*** Opening of GIVEN INFORMATION ***

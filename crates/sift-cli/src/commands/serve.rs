//! Server command implementation

use std::path::Path;

use anyhow::Result;
use sift_core::{AssistGateway, Config};

use super::open_db;

pub async fn cmd_serve(
    db_path: &Path,
    host: &str,
    port: u16,
    no_encrypt: bool,
    config: &Config,
) -> Result<()> {
    println!("🚀 Starting sift web server...");
    println!("   Database: {}", db_path.display());
    println!("   Listening: http://{}:{}", host, port);
    println!(
        "   Upload limit: {} MB",
        config.import.max_import_bytes / 1024 / 1024
    );
    if no_encrypt {
        println!("   ⚠️  Encryption DISABLED (--no-encrypt)");
    }
    println!();
    println!("   Press Ctrl+C to stop");

    let db = open_db(db_path, no_encrypt)?;
    let gateway = AssistGateway::from_config(&config.assist);

    let server_config = sift_server::ServerConfig {
        allowed_origins: vec![],
        max_upload_size: usize::try_from(config.import.max_import_bytes)
            .unwrap_or(sift_server::MAX_UPLOAD_SIZE),
    };

    sift_server::serve_with_config(db, gateway, host, port, server_config).await
}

*** Close of GIVEN INFORMATION ***

- **REQUIRED WORK**:
Set down the data exactly.

- **RESULT**:
filename crates/sift-cli/src/commands/serve.rs
//! Server command implementation

use std::path::Path;

use anyhow::Result;
use sift_core::{AssistGateway, Config};

use super::open_db;

pub async fn cmd_serve(
    db_path: &Path,
    host: &str,
    port: u16,
    no_encrypt: bool,
    config: &Config,
) -> Result<()> {
    println!("🚀 Starting sift web server...");
    println!("   Database: {}", db_path.display());
    println!("   Listening: http://{}:{}", host, port);
    println!(
        "   Upload limit: {} MB",
        config.import.max_import_bytes / 1024 / 1024
    );
    if no_encrypt {
        println!("   ⚠️  Encryption DISABLED (--no-encrypt)");
    }
    println!();
    println!("   Press Ctrl+C to stop");

    let db = open_db(db_path, no_encrypt)?;
    let gateway = AssistGateway::from_config(&config.assist);

    let server_config = sift_server::ServerConfig {
        allowed_origins: vec![],
        max_upload_size: usize::try_from(config.import.max_import_bytes)
            .unwrap_or(sift_server::MAX_UPLOAD_SIZE),
    };

    sift_server::serve_with_config(db, gateway, host, port, server_config).await
}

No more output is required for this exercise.